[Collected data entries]
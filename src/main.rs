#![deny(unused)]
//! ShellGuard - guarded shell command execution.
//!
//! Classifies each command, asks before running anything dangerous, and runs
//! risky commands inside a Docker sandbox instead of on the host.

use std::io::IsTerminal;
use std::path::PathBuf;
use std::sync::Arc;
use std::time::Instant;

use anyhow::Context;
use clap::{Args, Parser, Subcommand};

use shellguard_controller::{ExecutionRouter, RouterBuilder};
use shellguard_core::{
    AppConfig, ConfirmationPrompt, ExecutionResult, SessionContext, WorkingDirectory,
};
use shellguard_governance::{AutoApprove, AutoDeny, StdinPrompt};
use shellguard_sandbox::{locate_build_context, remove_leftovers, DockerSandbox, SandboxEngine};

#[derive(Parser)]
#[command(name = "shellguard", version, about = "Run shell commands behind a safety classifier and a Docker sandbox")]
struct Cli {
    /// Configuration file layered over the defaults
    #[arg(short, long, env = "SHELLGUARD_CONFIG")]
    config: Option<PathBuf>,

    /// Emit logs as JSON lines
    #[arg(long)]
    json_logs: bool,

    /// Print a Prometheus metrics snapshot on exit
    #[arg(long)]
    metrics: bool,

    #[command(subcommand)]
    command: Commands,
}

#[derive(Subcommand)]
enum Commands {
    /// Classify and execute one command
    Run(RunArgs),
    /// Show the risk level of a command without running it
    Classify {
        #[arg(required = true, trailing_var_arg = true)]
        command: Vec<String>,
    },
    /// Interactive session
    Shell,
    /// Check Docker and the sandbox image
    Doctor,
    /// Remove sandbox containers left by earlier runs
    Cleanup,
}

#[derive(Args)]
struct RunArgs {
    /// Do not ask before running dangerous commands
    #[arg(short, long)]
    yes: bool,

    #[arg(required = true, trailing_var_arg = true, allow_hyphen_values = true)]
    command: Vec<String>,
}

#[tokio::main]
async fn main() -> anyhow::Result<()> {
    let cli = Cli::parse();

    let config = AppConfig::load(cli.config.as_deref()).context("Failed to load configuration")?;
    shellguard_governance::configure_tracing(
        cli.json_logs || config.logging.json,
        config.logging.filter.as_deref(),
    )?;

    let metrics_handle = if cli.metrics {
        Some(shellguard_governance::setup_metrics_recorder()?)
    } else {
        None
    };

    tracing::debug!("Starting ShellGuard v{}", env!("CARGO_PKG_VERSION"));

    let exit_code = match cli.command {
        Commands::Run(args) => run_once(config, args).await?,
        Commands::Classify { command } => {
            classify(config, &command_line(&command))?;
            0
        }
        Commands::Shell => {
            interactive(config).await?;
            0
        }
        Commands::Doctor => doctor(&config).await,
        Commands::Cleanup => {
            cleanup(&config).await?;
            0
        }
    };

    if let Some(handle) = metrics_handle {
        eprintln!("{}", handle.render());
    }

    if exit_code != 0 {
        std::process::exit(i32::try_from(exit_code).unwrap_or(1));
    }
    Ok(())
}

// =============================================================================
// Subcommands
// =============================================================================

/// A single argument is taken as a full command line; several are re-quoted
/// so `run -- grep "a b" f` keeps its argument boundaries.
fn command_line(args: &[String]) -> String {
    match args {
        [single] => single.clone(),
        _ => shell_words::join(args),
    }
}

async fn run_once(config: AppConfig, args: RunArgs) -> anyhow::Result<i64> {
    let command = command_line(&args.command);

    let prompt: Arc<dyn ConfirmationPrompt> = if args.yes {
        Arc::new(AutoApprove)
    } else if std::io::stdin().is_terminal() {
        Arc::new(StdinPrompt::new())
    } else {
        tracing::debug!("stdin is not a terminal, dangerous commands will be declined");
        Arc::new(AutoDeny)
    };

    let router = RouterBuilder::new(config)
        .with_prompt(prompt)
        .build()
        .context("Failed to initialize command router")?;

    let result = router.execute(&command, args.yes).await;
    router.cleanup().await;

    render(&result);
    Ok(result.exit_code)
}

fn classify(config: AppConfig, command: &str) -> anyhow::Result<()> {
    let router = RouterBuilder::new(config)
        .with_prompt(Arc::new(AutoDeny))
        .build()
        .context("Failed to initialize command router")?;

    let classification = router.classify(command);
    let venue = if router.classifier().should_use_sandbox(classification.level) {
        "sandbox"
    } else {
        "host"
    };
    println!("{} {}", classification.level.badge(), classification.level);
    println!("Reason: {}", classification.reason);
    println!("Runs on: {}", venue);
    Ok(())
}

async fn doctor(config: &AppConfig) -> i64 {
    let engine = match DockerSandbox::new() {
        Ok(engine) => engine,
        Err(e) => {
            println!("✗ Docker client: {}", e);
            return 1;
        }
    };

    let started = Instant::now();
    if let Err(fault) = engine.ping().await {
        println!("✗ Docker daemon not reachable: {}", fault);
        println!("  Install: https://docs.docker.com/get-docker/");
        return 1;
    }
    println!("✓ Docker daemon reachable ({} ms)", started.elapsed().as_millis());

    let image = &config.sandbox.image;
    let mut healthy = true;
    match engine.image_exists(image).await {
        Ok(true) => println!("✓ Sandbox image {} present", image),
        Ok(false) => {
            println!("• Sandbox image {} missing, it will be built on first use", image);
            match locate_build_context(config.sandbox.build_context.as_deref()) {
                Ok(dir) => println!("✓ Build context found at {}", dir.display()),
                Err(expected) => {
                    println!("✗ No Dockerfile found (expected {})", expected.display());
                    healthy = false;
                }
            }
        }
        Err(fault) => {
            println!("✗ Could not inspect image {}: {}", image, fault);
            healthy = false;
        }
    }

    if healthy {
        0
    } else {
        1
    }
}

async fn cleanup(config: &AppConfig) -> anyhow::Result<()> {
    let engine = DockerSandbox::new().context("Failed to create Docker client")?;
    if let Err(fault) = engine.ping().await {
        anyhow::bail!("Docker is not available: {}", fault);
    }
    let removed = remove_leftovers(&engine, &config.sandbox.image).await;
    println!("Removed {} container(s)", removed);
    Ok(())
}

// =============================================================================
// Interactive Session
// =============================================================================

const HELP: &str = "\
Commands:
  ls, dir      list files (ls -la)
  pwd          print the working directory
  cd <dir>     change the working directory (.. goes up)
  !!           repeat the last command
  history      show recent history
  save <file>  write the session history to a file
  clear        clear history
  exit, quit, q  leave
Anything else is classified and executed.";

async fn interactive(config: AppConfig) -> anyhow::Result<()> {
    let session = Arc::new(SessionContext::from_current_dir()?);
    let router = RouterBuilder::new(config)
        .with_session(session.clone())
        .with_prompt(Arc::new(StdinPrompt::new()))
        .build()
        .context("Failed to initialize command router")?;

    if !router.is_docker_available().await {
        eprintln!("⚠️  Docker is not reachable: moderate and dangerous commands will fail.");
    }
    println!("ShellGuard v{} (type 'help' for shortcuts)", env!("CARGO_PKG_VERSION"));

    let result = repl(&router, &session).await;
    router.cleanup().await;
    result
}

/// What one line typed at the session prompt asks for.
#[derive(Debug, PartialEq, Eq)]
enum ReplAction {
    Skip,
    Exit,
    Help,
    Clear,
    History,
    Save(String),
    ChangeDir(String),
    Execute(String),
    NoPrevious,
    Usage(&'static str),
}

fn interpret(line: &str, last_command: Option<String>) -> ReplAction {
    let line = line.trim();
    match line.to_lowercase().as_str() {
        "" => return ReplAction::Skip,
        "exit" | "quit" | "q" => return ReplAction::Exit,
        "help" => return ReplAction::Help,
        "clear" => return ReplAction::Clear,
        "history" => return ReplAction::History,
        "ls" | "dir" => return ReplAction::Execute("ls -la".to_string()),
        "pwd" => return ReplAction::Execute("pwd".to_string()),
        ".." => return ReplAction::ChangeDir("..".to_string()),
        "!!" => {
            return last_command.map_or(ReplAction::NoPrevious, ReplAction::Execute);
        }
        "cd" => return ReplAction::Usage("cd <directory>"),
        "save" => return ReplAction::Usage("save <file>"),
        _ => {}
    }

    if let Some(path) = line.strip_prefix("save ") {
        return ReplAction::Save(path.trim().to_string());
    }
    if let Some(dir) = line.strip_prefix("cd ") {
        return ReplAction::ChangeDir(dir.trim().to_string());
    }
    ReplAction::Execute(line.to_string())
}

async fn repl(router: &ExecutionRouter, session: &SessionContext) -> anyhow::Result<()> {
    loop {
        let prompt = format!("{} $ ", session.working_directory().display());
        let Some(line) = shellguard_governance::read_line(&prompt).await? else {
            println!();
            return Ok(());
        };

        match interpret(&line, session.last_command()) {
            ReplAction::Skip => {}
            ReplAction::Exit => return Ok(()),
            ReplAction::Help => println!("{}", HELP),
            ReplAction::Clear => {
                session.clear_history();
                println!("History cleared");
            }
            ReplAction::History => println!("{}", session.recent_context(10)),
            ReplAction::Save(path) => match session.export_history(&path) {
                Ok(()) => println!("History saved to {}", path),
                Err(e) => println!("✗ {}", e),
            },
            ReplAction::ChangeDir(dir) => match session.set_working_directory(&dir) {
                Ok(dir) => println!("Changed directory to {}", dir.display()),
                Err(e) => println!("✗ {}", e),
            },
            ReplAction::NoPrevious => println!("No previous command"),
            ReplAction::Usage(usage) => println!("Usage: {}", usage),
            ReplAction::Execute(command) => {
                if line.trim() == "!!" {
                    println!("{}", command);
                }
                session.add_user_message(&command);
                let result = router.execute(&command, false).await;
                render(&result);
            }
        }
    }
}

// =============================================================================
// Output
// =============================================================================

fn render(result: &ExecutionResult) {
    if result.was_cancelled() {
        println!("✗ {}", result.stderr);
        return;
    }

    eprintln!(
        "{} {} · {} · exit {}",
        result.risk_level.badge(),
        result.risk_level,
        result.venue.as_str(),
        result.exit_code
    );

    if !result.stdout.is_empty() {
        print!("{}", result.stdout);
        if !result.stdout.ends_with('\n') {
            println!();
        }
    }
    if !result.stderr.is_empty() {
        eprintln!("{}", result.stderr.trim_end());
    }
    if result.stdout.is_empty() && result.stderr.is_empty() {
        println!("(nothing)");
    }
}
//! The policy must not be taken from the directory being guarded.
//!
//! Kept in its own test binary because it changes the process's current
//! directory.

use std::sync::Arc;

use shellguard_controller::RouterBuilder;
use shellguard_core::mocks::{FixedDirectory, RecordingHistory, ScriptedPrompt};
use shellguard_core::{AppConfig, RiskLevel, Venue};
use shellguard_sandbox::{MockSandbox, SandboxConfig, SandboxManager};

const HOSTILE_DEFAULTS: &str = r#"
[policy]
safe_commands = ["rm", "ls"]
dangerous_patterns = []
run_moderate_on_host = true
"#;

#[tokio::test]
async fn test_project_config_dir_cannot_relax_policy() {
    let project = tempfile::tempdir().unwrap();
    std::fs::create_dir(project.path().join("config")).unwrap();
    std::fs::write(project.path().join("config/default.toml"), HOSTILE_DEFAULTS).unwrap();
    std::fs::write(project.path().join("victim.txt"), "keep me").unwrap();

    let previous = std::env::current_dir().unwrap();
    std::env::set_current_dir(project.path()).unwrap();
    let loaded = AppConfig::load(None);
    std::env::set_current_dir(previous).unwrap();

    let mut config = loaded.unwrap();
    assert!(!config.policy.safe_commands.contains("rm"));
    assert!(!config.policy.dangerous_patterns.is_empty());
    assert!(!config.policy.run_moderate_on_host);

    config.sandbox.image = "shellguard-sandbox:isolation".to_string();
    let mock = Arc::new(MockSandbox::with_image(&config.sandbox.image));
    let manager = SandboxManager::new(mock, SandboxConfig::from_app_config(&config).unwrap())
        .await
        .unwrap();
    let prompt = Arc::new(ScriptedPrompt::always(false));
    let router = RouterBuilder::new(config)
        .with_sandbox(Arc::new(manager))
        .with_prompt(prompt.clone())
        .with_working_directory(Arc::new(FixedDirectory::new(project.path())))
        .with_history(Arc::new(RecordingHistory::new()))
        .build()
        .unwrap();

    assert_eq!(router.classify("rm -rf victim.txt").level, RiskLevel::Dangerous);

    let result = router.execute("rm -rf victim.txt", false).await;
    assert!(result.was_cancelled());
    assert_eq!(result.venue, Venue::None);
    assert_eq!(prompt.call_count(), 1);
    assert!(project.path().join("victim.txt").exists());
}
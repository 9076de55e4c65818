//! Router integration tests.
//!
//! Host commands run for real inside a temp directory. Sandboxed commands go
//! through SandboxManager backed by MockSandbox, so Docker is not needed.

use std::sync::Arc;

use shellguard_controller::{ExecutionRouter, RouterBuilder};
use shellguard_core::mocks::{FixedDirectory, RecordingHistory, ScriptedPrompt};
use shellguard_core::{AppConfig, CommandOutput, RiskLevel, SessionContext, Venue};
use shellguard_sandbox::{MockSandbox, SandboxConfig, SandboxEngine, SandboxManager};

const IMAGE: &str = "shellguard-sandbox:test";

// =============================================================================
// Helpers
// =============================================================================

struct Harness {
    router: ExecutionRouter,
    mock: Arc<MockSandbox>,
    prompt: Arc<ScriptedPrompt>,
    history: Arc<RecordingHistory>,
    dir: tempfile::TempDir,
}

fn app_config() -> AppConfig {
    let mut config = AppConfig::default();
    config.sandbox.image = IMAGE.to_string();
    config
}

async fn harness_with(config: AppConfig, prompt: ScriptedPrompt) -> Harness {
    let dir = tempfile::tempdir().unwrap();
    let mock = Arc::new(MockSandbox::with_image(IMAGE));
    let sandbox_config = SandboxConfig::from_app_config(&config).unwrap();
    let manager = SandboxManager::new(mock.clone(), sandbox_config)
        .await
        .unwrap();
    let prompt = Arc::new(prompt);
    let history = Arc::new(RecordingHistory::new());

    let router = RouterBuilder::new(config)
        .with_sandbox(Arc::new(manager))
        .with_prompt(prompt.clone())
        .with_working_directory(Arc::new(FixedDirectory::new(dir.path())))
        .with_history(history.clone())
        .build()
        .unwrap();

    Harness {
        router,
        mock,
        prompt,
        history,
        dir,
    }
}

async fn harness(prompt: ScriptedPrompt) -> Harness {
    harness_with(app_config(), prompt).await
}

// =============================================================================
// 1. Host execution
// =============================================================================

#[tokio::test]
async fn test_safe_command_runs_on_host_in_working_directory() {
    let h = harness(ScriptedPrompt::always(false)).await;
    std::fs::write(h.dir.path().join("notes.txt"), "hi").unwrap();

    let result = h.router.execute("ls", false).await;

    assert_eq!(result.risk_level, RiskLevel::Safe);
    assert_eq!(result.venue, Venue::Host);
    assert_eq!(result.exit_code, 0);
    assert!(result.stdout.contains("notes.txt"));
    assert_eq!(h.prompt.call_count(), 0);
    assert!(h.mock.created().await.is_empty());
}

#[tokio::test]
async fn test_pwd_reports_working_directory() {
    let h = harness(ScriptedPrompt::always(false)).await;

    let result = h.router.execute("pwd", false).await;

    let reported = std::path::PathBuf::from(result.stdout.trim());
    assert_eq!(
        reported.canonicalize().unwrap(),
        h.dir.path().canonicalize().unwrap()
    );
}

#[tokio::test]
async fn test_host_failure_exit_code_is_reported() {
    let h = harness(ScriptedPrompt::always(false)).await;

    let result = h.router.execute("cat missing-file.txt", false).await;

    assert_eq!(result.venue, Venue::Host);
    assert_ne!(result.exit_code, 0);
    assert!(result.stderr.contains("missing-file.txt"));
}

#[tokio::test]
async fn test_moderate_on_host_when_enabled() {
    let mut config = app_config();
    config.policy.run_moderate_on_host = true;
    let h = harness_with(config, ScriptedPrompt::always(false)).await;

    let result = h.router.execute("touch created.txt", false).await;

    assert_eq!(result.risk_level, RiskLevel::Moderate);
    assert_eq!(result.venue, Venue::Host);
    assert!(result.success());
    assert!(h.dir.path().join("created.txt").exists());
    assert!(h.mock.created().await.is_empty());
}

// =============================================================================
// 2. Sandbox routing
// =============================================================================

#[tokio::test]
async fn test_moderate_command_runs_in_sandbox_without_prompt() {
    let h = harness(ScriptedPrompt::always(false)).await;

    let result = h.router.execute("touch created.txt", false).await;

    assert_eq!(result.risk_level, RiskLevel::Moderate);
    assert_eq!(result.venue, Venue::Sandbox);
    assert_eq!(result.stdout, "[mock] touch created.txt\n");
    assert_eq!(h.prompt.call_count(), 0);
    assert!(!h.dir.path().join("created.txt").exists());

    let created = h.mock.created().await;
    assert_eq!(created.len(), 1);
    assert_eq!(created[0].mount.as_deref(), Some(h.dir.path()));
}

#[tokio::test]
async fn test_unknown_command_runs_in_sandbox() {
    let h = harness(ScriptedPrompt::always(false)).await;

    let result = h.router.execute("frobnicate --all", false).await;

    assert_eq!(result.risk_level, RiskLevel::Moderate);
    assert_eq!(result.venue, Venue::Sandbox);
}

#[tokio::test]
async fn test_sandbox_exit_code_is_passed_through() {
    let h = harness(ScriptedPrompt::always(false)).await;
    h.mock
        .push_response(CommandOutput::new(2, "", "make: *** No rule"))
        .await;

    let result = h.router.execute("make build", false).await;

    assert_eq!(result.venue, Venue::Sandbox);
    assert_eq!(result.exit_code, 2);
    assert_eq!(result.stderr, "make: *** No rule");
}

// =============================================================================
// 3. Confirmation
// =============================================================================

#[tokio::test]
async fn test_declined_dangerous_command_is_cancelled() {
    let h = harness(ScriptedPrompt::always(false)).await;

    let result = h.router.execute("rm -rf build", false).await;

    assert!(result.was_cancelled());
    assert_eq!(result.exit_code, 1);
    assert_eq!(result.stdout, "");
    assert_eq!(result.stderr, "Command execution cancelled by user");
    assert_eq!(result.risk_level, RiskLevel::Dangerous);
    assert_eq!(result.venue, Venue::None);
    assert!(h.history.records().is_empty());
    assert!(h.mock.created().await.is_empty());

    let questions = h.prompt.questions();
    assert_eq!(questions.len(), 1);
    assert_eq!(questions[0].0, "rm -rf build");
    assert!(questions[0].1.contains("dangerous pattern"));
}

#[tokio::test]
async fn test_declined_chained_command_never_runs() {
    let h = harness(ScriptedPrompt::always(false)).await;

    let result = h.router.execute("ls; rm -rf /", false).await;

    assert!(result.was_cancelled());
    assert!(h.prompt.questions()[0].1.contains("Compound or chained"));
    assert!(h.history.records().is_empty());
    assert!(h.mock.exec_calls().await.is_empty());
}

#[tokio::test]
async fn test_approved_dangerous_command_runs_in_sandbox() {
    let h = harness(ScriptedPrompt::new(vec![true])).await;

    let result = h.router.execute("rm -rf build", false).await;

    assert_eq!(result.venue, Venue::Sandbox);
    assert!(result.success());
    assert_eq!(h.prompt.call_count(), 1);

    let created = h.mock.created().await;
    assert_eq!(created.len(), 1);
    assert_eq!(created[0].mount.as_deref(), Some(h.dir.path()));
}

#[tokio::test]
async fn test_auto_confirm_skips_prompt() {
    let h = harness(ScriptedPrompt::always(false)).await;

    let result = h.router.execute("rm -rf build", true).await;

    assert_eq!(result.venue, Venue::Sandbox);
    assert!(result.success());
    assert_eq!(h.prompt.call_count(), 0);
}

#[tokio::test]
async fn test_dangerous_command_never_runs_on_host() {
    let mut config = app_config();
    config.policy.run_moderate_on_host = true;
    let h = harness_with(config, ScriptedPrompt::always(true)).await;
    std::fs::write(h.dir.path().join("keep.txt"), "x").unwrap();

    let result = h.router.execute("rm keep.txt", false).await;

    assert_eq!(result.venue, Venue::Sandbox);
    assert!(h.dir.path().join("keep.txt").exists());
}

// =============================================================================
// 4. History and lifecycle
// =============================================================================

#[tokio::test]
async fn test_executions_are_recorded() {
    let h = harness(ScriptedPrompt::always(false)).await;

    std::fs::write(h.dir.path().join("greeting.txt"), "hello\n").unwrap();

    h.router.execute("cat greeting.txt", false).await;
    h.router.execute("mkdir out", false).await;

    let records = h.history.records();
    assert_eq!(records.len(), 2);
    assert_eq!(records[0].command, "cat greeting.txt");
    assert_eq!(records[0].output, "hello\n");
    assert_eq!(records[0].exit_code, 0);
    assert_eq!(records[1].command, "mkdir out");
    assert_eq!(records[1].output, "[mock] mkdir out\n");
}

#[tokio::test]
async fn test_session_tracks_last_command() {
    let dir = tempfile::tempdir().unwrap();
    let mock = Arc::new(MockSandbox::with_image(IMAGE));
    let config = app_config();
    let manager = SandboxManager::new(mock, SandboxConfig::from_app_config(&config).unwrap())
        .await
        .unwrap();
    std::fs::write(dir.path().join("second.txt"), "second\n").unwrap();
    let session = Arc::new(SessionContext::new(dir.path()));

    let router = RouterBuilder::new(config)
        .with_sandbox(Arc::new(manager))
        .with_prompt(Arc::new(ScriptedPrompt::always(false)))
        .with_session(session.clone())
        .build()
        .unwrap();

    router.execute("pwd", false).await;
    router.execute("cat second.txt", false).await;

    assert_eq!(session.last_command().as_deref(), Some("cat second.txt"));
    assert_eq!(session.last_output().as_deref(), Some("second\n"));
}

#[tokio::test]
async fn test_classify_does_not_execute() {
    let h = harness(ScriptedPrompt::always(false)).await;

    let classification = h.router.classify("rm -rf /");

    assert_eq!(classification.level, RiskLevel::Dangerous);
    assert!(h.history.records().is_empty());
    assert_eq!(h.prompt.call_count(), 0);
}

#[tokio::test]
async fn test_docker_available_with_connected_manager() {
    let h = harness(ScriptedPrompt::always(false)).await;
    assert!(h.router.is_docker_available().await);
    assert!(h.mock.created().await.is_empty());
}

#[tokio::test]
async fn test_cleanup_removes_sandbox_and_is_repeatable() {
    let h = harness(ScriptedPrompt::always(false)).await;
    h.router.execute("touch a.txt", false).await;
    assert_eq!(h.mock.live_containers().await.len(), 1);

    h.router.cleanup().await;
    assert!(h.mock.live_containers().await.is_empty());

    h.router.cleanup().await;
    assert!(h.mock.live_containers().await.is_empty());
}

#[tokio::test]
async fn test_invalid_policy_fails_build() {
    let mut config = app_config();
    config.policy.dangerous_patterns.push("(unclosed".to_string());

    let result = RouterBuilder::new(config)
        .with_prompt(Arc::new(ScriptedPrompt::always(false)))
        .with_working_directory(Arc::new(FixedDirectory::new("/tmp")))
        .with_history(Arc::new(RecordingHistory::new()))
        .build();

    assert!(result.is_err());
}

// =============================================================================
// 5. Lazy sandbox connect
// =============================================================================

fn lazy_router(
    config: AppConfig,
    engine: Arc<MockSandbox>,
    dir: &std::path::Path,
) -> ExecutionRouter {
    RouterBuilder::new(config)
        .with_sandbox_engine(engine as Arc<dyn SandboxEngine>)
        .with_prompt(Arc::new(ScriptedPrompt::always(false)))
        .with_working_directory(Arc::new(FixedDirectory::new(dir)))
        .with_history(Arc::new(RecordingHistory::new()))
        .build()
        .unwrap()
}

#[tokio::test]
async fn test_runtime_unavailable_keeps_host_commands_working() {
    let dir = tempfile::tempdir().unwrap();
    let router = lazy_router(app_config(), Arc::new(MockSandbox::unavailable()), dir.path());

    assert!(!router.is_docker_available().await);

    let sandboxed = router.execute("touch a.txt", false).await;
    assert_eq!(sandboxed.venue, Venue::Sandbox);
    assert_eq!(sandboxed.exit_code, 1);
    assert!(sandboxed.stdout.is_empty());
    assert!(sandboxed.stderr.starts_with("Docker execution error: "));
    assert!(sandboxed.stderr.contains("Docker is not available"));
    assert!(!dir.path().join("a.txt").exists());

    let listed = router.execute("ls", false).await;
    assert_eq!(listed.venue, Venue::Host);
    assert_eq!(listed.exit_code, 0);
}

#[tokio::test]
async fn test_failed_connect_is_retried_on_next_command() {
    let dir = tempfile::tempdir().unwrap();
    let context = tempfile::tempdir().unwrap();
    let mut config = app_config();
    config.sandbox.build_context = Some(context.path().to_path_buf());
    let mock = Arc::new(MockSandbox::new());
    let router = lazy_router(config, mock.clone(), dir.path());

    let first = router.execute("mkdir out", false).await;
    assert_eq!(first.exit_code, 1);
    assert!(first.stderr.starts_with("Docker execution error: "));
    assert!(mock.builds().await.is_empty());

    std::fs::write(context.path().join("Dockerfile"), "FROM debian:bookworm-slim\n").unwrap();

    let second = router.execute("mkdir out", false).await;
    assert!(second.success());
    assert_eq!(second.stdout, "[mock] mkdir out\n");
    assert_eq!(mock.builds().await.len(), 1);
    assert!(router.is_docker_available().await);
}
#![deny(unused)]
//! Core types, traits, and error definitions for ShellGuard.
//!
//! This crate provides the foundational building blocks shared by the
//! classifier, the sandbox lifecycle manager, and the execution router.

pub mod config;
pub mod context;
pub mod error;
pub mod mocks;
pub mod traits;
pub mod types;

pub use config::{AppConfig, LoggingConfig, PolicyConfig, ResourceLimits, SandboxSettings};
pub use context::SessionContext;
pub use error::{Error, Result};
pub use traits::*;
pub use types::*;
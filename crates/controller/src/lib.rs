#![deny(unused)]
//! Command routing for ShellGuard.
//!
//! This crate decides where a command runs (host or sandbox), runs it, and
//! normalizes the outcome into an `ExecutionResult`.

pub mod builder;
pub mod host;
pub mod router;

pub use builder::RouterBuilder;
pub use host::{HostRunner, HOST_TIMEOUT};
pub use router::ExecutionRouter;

Assignment -> If a line in the records above includes the string "CommandOutput", copy it.

Output of the exercise ->
use shellguard_core::{AppConfig, CommandOutput, RiskLevel, SessionContext, Venue};
        .push_response(CommandOutput::new(2, "", "make: *** No rule"))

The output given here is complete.